_Dataset entries:_
------
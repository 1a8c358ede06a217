//! The materialized output of one report execution.

use crate::core::{data_type::DataType, value::Value};
use serde::{Deserialize, Serialize};

#[derive(Debug, Clone, Serialize, Deserialize, PartialEq)]
pub struct ColumnHeader {
    pub name: String,
    pub data_type: DataType,
}

impl ColumnHeader {
    pub fn new(name: &str, data_type: DataType) -> Self {
        ColumnHeader {
            name: name.to_string(),
            data_type,
        }
    }
}

/// Ordered columns and rows, immutable once built.
///
/// Column headers are always present, even when the query returned no rows,
/// so an empty result can still be rendered and exported.
#[derive(Debug, Clone, Serialize, Deserialize, PartialEq)]
pub struct ResultTable {
    columns: Vec<ColumnHeader>,
    rows: Vec<Vec<Value>>,
}

impl ResultTable {
    /// Builds a table, padding short rows with `Null` and truncating long ones
    /// so every row matches the header width.
    pub fn new(columns: Vec<ColumnHeader>, rows: Vec<Vec<Value>>) -> Self {
        let width = columns.len();
        let rows = rows
            .into_iter()
            .map(|mut row| {
                row.resize(width, Value::Null);
                row
            })
            .collect();
        ResultTable { columns, rows }
    }

    pub fn empty(columns: Vec<ColumnHeader>) -> Self {
        ResultTable {
            columns,
            rows: Vec::new(),
        }
    }

    pub fn columns(&self) -> &[ColumnHeader] {
        &self.columns
    }

    pub fn column_names(&self) -> Vec<&str> {
        self.columns.iter().map(|c| c.name.as_str()).collect()
    }

    pub fn column_index(&self, name: &str) -> Option<usize> {
        self.columns
            .iter()
            .position(|c| c.name.eq_ignore_ascii_case(name))
    }

    pub fn rows(&self) -> &[Vec<Value>] {
        &self.rows
    }

    pub fn row_count(&self) -> usize {
        self.rows.len()
    }

    pub fn is_empty(&self) -> bool {
        self.rows.is_empty()
    }

    pub fn get(&self, row: usize, column: &str) -> Option<&Value> {
        let idx = self.column_index(column)?;
        self.rows.get(row).and_then(|r| r.get(idx))
    }

    /// Rows as JSON objects keyed by column name, in column order.
    pub fn to_json(&self) -> serde_json::Value {
        let rows = self
            .rows
            .iter()
            .map(|row| {
                let object = self
                    .columns
                    .iter()
                    .zip(row)
                    .map(|(col, value)| (col.name.clone(), value.to_json()))
                    .collect::<serde_json::Map<_, _>>();
                serde_json::Value::Object(object)
            })
            .collect();
        serde_json::Value::Array(rows)
    }
}

#[cfg(test)]
mod tests {
    use super::*;

    fn table() -> ResultTable {
        ResultTable::new(
            vec![
                ColumnHeader::new("status", DataType::String),
                ColumnHeader::new("total", DataType::Int),
            ],
            vec![
                vec![Value::from("Pending"), Value::Int(3)],
                vec![Value::from("Completed")],
            ],
        )
    }

    #[test]
    fn test_rows_padded_to_header_width() {
        let table = table();
        assert_eq!(table.row_count(), 2);
        assert_eq!(table.get(1, "total"), Some(&Value::Null));
        assert_eq!(table.get(0, "TOTAL"), Some(&Value::Int(3)));
    }

    #[test]
    fn test_empty_table_keeps_headers() {
        let table = ResultTable::empty(vec![ColumnHeader::new("food_name", DataType::String)]);
        assert!(table.is_empty());
        assert_eq!(table.column_names(), vec!["food_name"]);
        assert_eq!(table.to_json(), serde_json::json!([]));
    }

    #[test]
    fn test_json_preserves_column_names() {
        let json = table().to_json();
        assert_eq!(json[0]["status"], serde_json::json!("Pending"));
        assert_eq!(json[0]["total"], serde_json::json!(3));
        assert_eq!(json[1]["total"], serde_json::Value::Null);
    }
}
use crate::sql::{
    base::{
        connector::{DatabaseKind, SqlConnector},
        error::{ConnectorError, DbError},
    },
    mysql::{
        params::MySqlParamStore,
        row::{column_data_type, row_values},
    },
};
use async_trait::async_trait;
use model::{
    core::value::Value,
    records::table::{ColumnHeader, ResultTable},
};
use mysql_async::{Conn, Opts, Row, prelude::Queryable};
use planner::query::dialect::{self, Dialect};
use tracing::{debug, warn};

#[derive(Clone)]
pub struct MySqlConnector {
    opts: Opts,
    dialect: dialect::MySql,
}

impl MySqlConnector {
    async fn connect(&self) -> Result<Conn, DbError> {
        let conn = Conn::new(self.opts.clone())
            .await
            .map_err(ConnectorError::MySql)?;
        Ok(conn)
    }

    async fn release(conn: Conn) {
        if let Err(err) = conn.disconnect().await {
            warn!(%err, "Failed to close MySQL connection");
        }
    }
}

#[async_trait]
impl SqlConnector for MySqlConnector {
    fn from_url(url: &str) -> Result<Self, ConnectorError> {
        let opts = Opts::from_url(url).map_err(|e| ConnectorError::InvalidUrl(e.to_string()))?;
        Ok(MySqlConnector {
            opts,
            dialect: dialect::MySql,
        })
    }

    async fn query_table(&self, sql: &str, params: Vec<Value>) -> Result<ResultTable, DbError> {
        let store = MySqlParamStore::from_values(&params);
        let mut conn = self.connect().await?;

        let fetched = async {
            let mut result = conn.exec_iter(sql, store.params()).await?;
            let columns = result
                .columns_ref()
                .iter()
                .map(|col| (col.name_str().to_string(), column_data_type(col)))
                .collect::<Vec<_>>();
            let rows = result.collect::<Row>().await?;
            Ok::<_, DbError>((columns, rows))
        }
        .await;

        Self::release(conn).await;

        let (columns, rows) = fetched?;
        debug!("MySQL returned {} rows", rows.len());

        let values = rows
            .into_iter()
            .map(|row| row_values(row, &columns))
            .collect::<Result<Vec<_>, _>>()?;
        let headers = columns
            .iter()
            .map(|(name, data_type)| ColumnHeader::new(name, *data_type))
            .collect();

        Ok(ResultTable::new(headers, values))
    }

    async fn ping(&self) -> Result<(), DbError> {
        let mut conn = self.connect().await?;
        let result = conn.query_drop("SELECT 1").await;
        Self::release(conn).await;
        result.map_err(DbError::from)
    }

    fn dialect(&self) -> &dyn Dialect {
        &self.dialect
    }

    fn kind(&self) -> DatabaseKind {
        DatabaseKind::MySql
    }
}

#[cfg(test)]
mod tests {
    use super::*;

    #[test]
    fn test_from_url_rejects_garbage() {
        let err = MySqlConnector::from_url("not a url").err().unwrap();
        assert!(matches!(err, ConnectorError::InvalidUrl(_)));
    }

    #[test]
    fn test_from_url_accepts_mysql_scheme() {
        let connector = MySqlConnector::from_url("mysql://user:pw@localhost:3306/food").unwrap();
        assert_eq!(connector.kind(), DatabaseKind::MySql);
        assert_eq!(connector.dialect().get_placeholder(1), "?");
    }
}
use crate::output::OutputFormat;
use clap::Subcommand;
use std::path::PathBuf;

#[derive(Subcommand)]
pub enum Commands {
    /// List the available reports
    List,

    /// Run a report and print its result
    Run {
        #[arg(short, long, help = "Report name, as printed by `list`")]
        report: String,

        #[arg(
            short,
            long = "filter",
            value_name = "KEY=VALUE",
            help = "Filter to apply; repeatable. `(All)` or an empty value disables it"
        )]
        filters: Vec<String>,

        #[arg(long, value_enum, default_value_t = OutputFormat::Table)]
        output_format: OutputFormat,

        #[arg(
            long,
            help = "If specified, writes the result to this file instead of stdout"
        )]
        output: Option<PathBuf>,

        #[arg(long, value_name = "SECS", help = "Per-query timeout in seconds")]
        timeout: Option<u64>,
    },

    /// Run a report and save it as CSV
    Export {
        #[arg(short, long, help = "Report name, as printed by `list`")]
        report: String,

        #[arg(short, long = "filter", value_name = "KEY=VALUE")]
        filters: Vec<String>,

        #[arg(
            long,
            help = "Target file; defaults to the report name in snake case with a .csv extension"
        )]
        output: Option<PathBuf>,

        #[arg(long, value_name = "SECS", help = "Per-query timeout in seconds")]
        timeout: Option<u64>,
    },

    /// List filter names, or the values available for one filter
    Filters {
        #[arg(short, long, help = "Filter name to list values for")]
        key: Option<String>,
    },

    /// Print the overview reports
    Dashboard,

    /// Test the configured connection
    TestConn,
}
------
_WHAT TO DO:_ Only one stretch of the records above is wanted: the lines between the one holding "row.resize(width, Value::Null);" and the one holding "let table = table();", inclusive, reproduced exactly.

_REPLY:_
                row.resize(width, Value::Null);
                row
            })
            .collect();
        ResultTable { columns, rows }
    }

    pub fn empty(columns: Vec<ColumnHeader>) -> Self {
        ResultTable {
            columns,
            rows: Vec::new(),
        }
    }

    pub fn columns(&self) -> &[ColumnHeader] {
        &self.columns
    }

    pub fn column_names(&self) -> Vec<&str> {
        self.columns.iter().map(|c| c.name.as_str()).collect()
    }

    pub fn column_index(&self, name: &str) -> Option<usize> {
        self.columns
            .iter()
            .position(|c| c.name.eq_ignore_ascii_case(name))
    }

    pub fn rows(&self) -> &[Vec<Value>] {
        &self.rows
    }

    pub fn row_count(&self) -> usize {
        self.rows.len()
    }

    pub fn is_empty(&self) -> bool {
        self.rows.is_empty()
    }

    pub fn get(&self, row: usize, column: &str) -> Option<&Value> {
        let idx = self.column_index(column)?;
        self.rows.get(row).and_then(|r| r.get(idx))
    }

    /// Rows as JSON objects keyed by column name, in column order.
    pub fn to_json(&self) -> serde_json::Value {
        let rows = self
            .rows
            .iter()
            .map(|row| {
                let object = self
                    .columns
                    .iter()
                    .zip(row)
                    .map(|(col, value)| (col.name.clone(), value.to_json()))
                    .collect::<serde_json::Map<_, _>>();
                serde_json::Value::Object(object)
            })
            .collect();
        serde_json::Value::Array(rows)
    }
}

#[cfg(test)]
mod tests {
    use super::*;

    fn table() -> ResultTable {
        ResultTable::new(
            vec![
                ColumnHeader::new("status", DataType::String),
                ColumnHeader::new("total", DataType::Int),
            ],
            vec![
                vec![Value::from("Pending"), Value::Int(3)],
                vec![Value::from("Completed")],
            ],
        )
    }

    #[test]
    fn test_rows_padded_to_header_width() {
        let table = table();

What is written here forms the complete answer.